Nunca vivemos em meio a tanta limpeza. E isso pode estar deixando as pessoas mais doentes

Por Bruno Garattoni Materia seguir SEGUIR Materia seguir SEGUINDO
Atualizado em 31 out 2016, 18h32 - Publicado em 31 jan 2008, 22h00

Nunca fomos tão limpos. Por dentro e por fora: dos banhos diários à comida pasteurizada, do papel higiênico à água clorada, dos antibióticos ao aspirador de pó, uma série de avanços culturais e tecnológicos eliminaram boa parte dos microorganismos com os quais nossos antepassados sofriam. Várias doenças deixaram de existir, a expectativa de vida aumentou.

Os purificadores de ar acabam com os ácaros, a comida industrializada tem conservantes e antibióticos, e até os animais de estimação estão mais limpos. Mas esse estilo de vida asseado pode fazer mal, aumentar a incidência de certos tipos de doença.

Hoje, nos EUA, mais de 50% das pessoas têm algum tipo de alergia – o dobro da década de 1980. E os jornais publicam notícias assustadoras sobre a comida: só num dos casos, ano passado, 10 milhões de quilos de carne tiveram de ser recolhidos do mercado devido a contaminação. Até o reles amendoim é tratado como se fosse ameaça biológica – como há crianças que podem morrer se sentirem o cheiro dele, as escolas americanas estão criando “zonas livres de amendoim”. O que está acontecendo?

Bom, lembra de quando você era criança e chegava imundo em casa? Aí sua mãe mandava correr para o banho. Ela estava errada. “Se você tiver um gato antes do nascimento do seu filho, a criança nasce mais protegida contra alergia (a gato), devido às substâncias liberadas pelo animal. Isso foi comprovado em alguns estudos”, diz Evandro Alves do Prado, professor da UFRJ e diretor da Sociedade Brasileira de Alergia e Imunopatologia. Ele cita outros casos intrigantes: “Alguns trabalhos feitos na Alemanha mostram que, em famílias com muitos filhos, o irmão caçula estaria protegido de alergias, devido ao contato com os irmãos mais velhos. E pessoas que moram em áreas rurais, em contato com esterco de boi, de cavalo, também acabariam mais protegidas”.

Mais: além de ajudar o corpo a criar resistência contra microorganismos, a exposição a sujeiras no dia-a-dia ajudaria a refrear a fúria do sistema imunológico.

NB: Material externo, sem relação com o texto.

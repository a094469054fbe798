// SPDX-License-Identifier: BUSL-1.1
// Copyright (c) 2026 Alfred Jean LLC

//! Listener task for handling socket I/O.
//!
//! The Listener runs in a spawned task, accepting connections and handling
//! each without blocking the others. Most requests are one-shot
//! request/response; `Subscribe` promotes the connection to a write-only
//! feed of [`forge_core::Event`]s, one newline-delimited JSON object per
//! line, until the client disconnects.

use std::sync::Arc;
use std::time::Instant;

use forge_engine::{workflow::WorkflowRuntime, EngineServices};
use thiserror::Error;
use tokio::io::AsyncWriteExt;
use tokio::net::{UnixListener, UnixStream};
use tokio::sync::Notify;
use tracing::{debug, error, warn};

use crate::protocol::{self, Request, Response, DEFAULT_TIMEOUT, PROTOCOL_VERSION};

/// Shared daemon context for all request handlers.
pub(crate) struct ListenCtx {
    pub services: EngineServices,
    pub start_time: Instant,
    pub shutdown: Arc<Notify>,
}

/// Listener task for accepting socket connections.
pub(crate) struct Listener {
    socket: UnixListener,
    ctx: Arc<ListenCtx>,
}

/// Errors from connection handling.
#[derive(Debug, Error)]
pub(crate) enum ConnectionError {
    #[error("protocol error: {0}")]
    Protocol(#[from] protocol::ProtocolError),

    #[error("engine error: {0}")]
    Engine(#[from] forge_engine::EngineError),

    #[error("storage error: {0}")]
    Storage(#[from] forge_storage::StorageError),
}

impl Listener {
    pub fn new(socket: UnixListener, ctx: Arc<ListenCtx>) -> Self {
        Self { socket, ctx }
    }

    /// Run the listener loop until shutdown, spawning tasks for each connection.
    pub async fn run(self) {
        loop {
            match self.socket.accept().await {
                Ok((stream, _)) => {
                    let ctx = Arc::clone(&self.ctx);
                    tokio::spawn(async move {
                        if let Err(e) = handle_connection(stream, &ctx).await {
                            match e {
                                ConnectionError::Protocol(protocol::ProtocolError::ConnectionClosed) => {
                                    debug!("client disconnected");
                                }
                                ConnectionError::Protocol(protocol::ProtocolError::Timeout) => {
                                    warn!("connection timeout");
                                }
                                _ => error!(error = %e, "connection error"),
                            }
                        }
                    });
                }
                Err(e) => error!(error = %e, "accept error"),
            }
        }
    }
}

/// Handle a single client connection: one request, one response, unless
/// the request is `Subscribe`, in which case the connection is promoted to
/// a broadcast feed for its remaining lifetime.
async fn handle_connection(stream: UnixStream, ctx: &ListenCtx) -> Result<(), ConnectionError> {
    let (mut reader, mut writer) = stream.into_split();

    let request = protocol::read_request(&mut reader, DEFAULT_TIMEOUT).await?;
    tracing::info!(request = ?request, "received request");

    if matches!(request, Request::Subscribe) {
        protocol::write_response(&mut writer, &Response::Ok, DEFAULT_TIMEOUT).await?;
        return run_broadcast_feed(writer, ctx).await;
    }

    let response = handle_request(request, ctx).await?;
    debug!(response = ?response, "sending response");
    protocol::write_response(&mut writer, &response, DEFAULT_TIMEOUT).await?;

    Ok(())
}

/// Drain this connection's subscription into the socket as newline-delimited
/// JSON until the subscriber queue closes or the write side fails (client
/// hung up). Either way the subscription is dropped and the bus reaps it
/// lazily on its next publish.
async fn run_broadcast_feed(
    mut writer: tokio::net::unix::OwnedWriteHalf,
    ctx: &ListenCtx,
) -> Result<(), ConnectionError> {
    let mut sub = ctx.services.bus.subscribe();
    while let Some(event) = sub.rx.recv().await {
        let mut line = event.to_wire_json().to_string();
        line.push('\n');
        if writer.write_all(line.as_bytes()).await.is_err() {
            break;
        }
    }
    ctx.services.bus.unsubscribe(sub.id);
    Ok(())
}

/// Handle a single request and return a response.
async fn handle_request(request: Request, ctx: &ListenCtx) -> Result<Response, ConnectionError> {
    match request {
        Request::Ping => Ok(Response::Pong),

        Request::Hello { version: _ } => Ok(Response::Hello {
            version: PROTOCOL_VERSION.to_string(),
        }),

        Request::SubmitWorkflow { workflow } => {
            let workflow: forge_core::Workflow = serde_json::from_value(workflow)
                .map_err(protocol::ProtocolError::from)?;
            ctx.services.store.save_workflow(&workflow, ctx.services.now_ms())?;
            Ok(Response::Ok)
        }

        Request::RunWorkflow { workflow_id } => {
            let id = forge_core::WorkflowId::new(workflow_id);
            let mut workflow = ctx.services.store.require_workflow(&id)?;
            let mut runtime = WorkflowRuntime::new(ctx.services.clone());
            runtime.drive(&mut workflow).await?;
            Ok(Response::WorkflowState {
                workflow: serde_json::to_value(&workflow).unwrap_or_default(),
            })
        }

        Request::GetWorkflow { workflow_id } => {
            let id = forge_core::WorkflowId::new(workflow_id);
            match ctx.services.store.load_workflow(&id)? {
                Some(workflow) => Ok(Response::WorkflowState {
                    workflow: serde_json::to_value(&workflow).unwrap_or_default(),
                }),
                None => Ok(Response::Error {
                    message: format!("unknown workflow: {}", id.as_str()),
                }),
            }
        }

        Request::ListWorkflows => {
            let workflow_ids = ctx.services.store.list_workflow_ids()?;
            Ok(Response::WorkflowList { workflow_ids })
        }

        Request::Subscribe => unreachable!("Subscribe is handled in handle_connection before dispatch"),

        Request::Shutdown => {
            ctx.shutdown.notify_one();
            Ok(Response::Ok)
        }
    }
}

#[cfg(test)]
#[path = "../listener_tests.rs"]
mod tests;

Num estilo de vida superurbano, avesso à sujeira, as células de defesa do organismo não têm tantos inimigos para combater e acabam surtando. Desse jeito, elas podem entender o amendoim, por exemplo, como um inimigo. E reagir violentamente (na forma de uma alergia). Outra manifestação de um sistema imunológico pirado é atacar as próprias células do corpo, coisa que pode dar nas chamadas doenças auto-imunes (asma, artrite, esclerose).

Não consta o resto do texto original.